↓

// Dweve EKG - Enterprise Knowledge Graph
//
// Copyright (c) 2025 Dweve IP B.V. and individual contributors.
//
// SPDX-License-Identifier: Apache-2.0
//
// Licensed under the Apache License, Version 2.0 (the "License");
// you may not use this file except in compliance with the License.
// You may obtain a copy of the License in the LICENSE file at the
// root of this repository or at: http://www.apache.org/licenses/LICENSE-2.0
//
// Unless required by applicable law or agreed to in writing, software
// distributed under the License is distributed on an "AS IS" BASIS,
// WITHOUT WARRANTIES OR CONDITIONS OF ANY KIND, either express or implied.
// See the License for the specific language governing permissions and
// limitations under the License.

//! Error types for graph backends and loading.

use ekg_core::EkgError;
use thiserror::Error;

/// Error type for backend and loader operations.
#[derive(Debug, Error)]
pub enum GraphError {
    /// The backend does not implement this operation yet.
    #[error("{backend} backend not yet implemented: {operation}")]
    NotImplemented {
        /// Backend name.
        backend: &'static str,
        /// The attempted operation.
        operation: &'static str,
    },

    /// An operation was attempted before `connect` or after `close`.
    #[error("not connected to database")]
    NotConnected,

    /// Opening a connection failed.
    #[error("failed to connect to '{target}': {message}")]
    Connection {
        /// The connection string.
        target: String,
        /// Reason reported by the engine.
        message: String,
    },

    /// A statement was rejected by the engine.
    #[error("statement failed: {message} (statement: {statement})")]
    Statement {
        /// The rendered statement text.
        statement: String,
        /// Reason reported by the engine.
        message: String,
    },

    /// A table with this name already exists.
    #[error("table '{0}' already exists")]
    TableExists(String),

    /// No table with this name exists.
    #[error("table '{0}' does not exist")]
    UnknownTable(String),

    /// A node table cannot be dropped while a relationship table uses it.
    #[error("cannot drop table '{table}': relationship table '{relation}' depends on it")]
    TableInUse {
        /// The node table.
        table: String,
        /// The dependent relationship table.
        relation: String,
    },

    /// A property that is not a column of the table.
    #[error("table '{table}' has no column '{column}'")]
    UnknownColumn {
        /// The table.
        table: String,
        /// The missing column.
        column: String,
    },

    /// The primary key is not one of the table's columns.
    #[error("primary key '{column}' is not a column of table '{table}'")]
    InvalidPrimaryKey {
        /// The table.
        table: String,
        /// The primary key column.
        column: String,
    },

    /// A node row whose primary key is null or missing.
    #[error("node row for table '{table}' has a null primary key")]
    NullPrimaryKey {
        /// The table.
        table: String,
    },

    /// A second node row with an existing primary key.
    #[error("duplicate primary key '{key}' in table '{table}'")]
    DuplicatePrimaryKey {
        /// The table.
        table: String,
        /// The key value.
        key: String,
    },

    /// A value that does not fit the column type.
    #[error("column '{table}.{column}' expects {expected}, found {found}")]
    TypeMismatch {
        /// The table.
        table: String,
        /// The column.
        column: String,
        /// Declared column type.
        expected: String,
        /// Kind of the offending value.
        found: String,
    },

    /// A relationship inserted between tables it is not bound to.
    #[error("relationship '{relation}' connects {expected}, not {found}")]
    EndpointMismatch {
        /// The relationship table.
        relation: String,
        /// Bound endpoints, `FROM -> TO`.
        expected: String,
        /// Requested endpoints, `FROM -> TO`.
        found: String,
    },

    /// A free-form query the backend cannot run.
    #[error("{backend} backend cannot execute query: {query}")]
    UnsupportedQuery {
        /// Backend name.
        backend: &'static str,
        /// The query text.
        query: String,
    },

    /// Backend lookup by an unknown name.
    #[error("unknown backend type '{name}'. Available: {available}")]
    UnknownBackend {
        /// The requested name.
        name: String,
        /// Comma-separated list of backend names.
        available: String,
    },

    /// The backend needs a host-supplied engine binding.
    #[error("{0} backend requires a host-supplied connector")]
    ConnectorRequired(&'static str),

    /// String length limit exceeded.
    #[error("string length {length} exceeds maximum allowed length {max_length} for property '{property}'")]
    StringLengthExceeded {
        /// Actual length of the string.
        length: usize,
        /// Maximum allowed length.
        max_length: usize,
        /// Property name where the violation occurred.
        property: String,
    },

    /// Schema or extraction error.
    #[error(transparent)]
    Core(#[from] EkgError),
}

/// Result type alias for graph operations.
pub type Result<T> = std::result::Result<T, GraphError>;

#[cfg(test)]
mod tests {
    use super::*;

    #[test]
    fn test_error_display_not_implemented() {
        let err = GraphError::NotImplemented {
            backend: "neo4j",
            operation: "connect",
        };
        assert_eq!(err.to_string(), "neo4j backend not yet implemented: connect");
    }

    #[test]
    fn test_error_display_statement_includes_text() {
        let err = GraphError::Statement {
            statement: "DROP TABLE Person".to_string(),
            message: "table does not exist".to_string(),
        };
        let msg = err.to_string();
        assert!(msg.contains("DROP TABLE Person"));
        assert!(msg.contains("does not exist"));
    }

    #[test]
    fn test_error_display_unknown_backend() {
        let err = GraphError::UnknownBackend {
            name: "oracle".to_string(),
            available: "kuzu, neo4j, memory".to_string(),
        };
        assert!(err.to_string().contains("Available: kuzu, neo4j, memory"));
    }

    #[test]
    fn test_error_from_core_error() {
        let err: GraphError = EkgError::UnknownType("Ghost".to_string()).into();
        assert!(matches!(err, GraphError::Core(_)));
        assert!(err.to_string().contains("Ghost"));
    }

    #[test]
    fn test_result_type_alias() {
        fn returns_result() -> Result<i32> {
            Ok(42)
        }
        assert_eq!(returns_result().unwrap(), 42);
    }
}
// Dweve EKG - Enterprise Knowledge Graph
//
// Copyright (c) 2025 Dweve IP B.V. and individual contributors.
//
// SPDX-License-Identifier: Apache-2.0
//
// Licensed under the Apache License, Version 2.0 (the "License");
// you may not use this file except in compliance with the License.
// You may obtain a copy of the License in the LICENSE file at the
// root of this repository or at: http://www.apache.org/licenses/LICENSE-2.0
//
// Unless required by applicable law or agreed to in writing, software
// distributed under the License is distributed on an "AS IS" BASIS,
// WITHOUT WARRANTIES OR CONDITIONS OF ANY KIND, either express or implied.
// See the License for the specific language governing permissions and
// limitations under the License.

//! Extract-then-load orchestration.

use ekg_core::{extract_with_config, ExtractConfig, GraphData, Object, Schema};
use ekg_graph::{load_with_config, GraphBackend, LoadConfig, LoadReport, Result};
use tracing::info;

/// The outcome of [`build_graph`]: the extracted data and the load report.
#[derive(Debug, Clone)]
pub struct GraphBuild {
    /// Extracted node rows and edges.
    pub data: GraphData,
    /// What the loader did with them.
    pub report: LoadReport,
}

impl GraphBuild {
    /// True if every row and edge was written.
    pub fn is_complete(&self) -> bool {
        self.report.is_clean()
    }
}

/// Extract `instance` and load the result into `backend`.
///
/// Extraction errors abort the build; load failures are collected in the
/// returned [`LoadReport`].
///
/// # Examples
///
/// ```rust
/// use ekg::{build_graph, FieldType, MemoryBackend, ModelCatalog, NodeDeclaration, Object, Schema, TypeDef};
///
/// let catalog = ModelCatalog::builder()
///     .model(TypeDef::new("Person").field("name", FieldType::string()))
///     .build()
///     .unwrap();
/// let schema = Schema::deduce(&catalog, "Person", vec![NodeDeclaration::new("Person", "name")], vec![])
///     .unwrap();
///
/// let mut store = MemoryBackend::new();
/// let build = build_graph(&mut store, &Object::new("Person").with("name", "Ada"), &schema).unwrap();
/// assert!(build.is_complete());
/// assert_eq!(store.node_count("Person"), 1);
/// ```
pub fn build_graph(
    backend: &mut dyn GraphBackend,
    instance: &Object,
    schema: &Schema,
) -> Result<GraphBuild> {
    build_graph_with_config(
        backend,
        instance,
        schema,
        &ExtractConfig::default(),
        &LoadConfig::default(),
    )
}

/// [`build_graph`] with explicit configuration.
///
/// The loader uses the system columns of `extract_config`, whatever
/// `load_config` says, so rows are always keyed by the column they carry.
pub fn build_graph_with_config(
    backend: &mut dyn GraphBackend,
    instance: &Object,
    schema: &Schema,
    extract_config: &ExtractConfig,
    load_config: &LoadConfig,
) -> Result<GraphBuild> {
    let data = extract_with_config(instance, schema, extract_config)?;
    let load_config = load_config
        .clone()
        .with_columns(extract_config.columns.clone());
    let report = load_with_config(&data, backend, schema, &load_config);

    if report.failures.is_empty() {
        info!(
            root = %schema.root(),
            nodes = report.nodes_inserted,
            edges = report.edges_inserted,
            "graph build complete"
        );
    } else {
        info!(
            root = %schema.root(),
            nodes = report.nodes_inserted,
            edges = report.edges_inserted,
            failures = report.failures.len(),
            "graph build completed with errors"
        );
    }
    Ok(GraphBuild { data, report })
}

↑

Exercise objective: In the records, find every line that has the string "derive" and copy it.

Answer to the problem:
#[derive(Debug, Error)]
#[derive(Debug, Clone)]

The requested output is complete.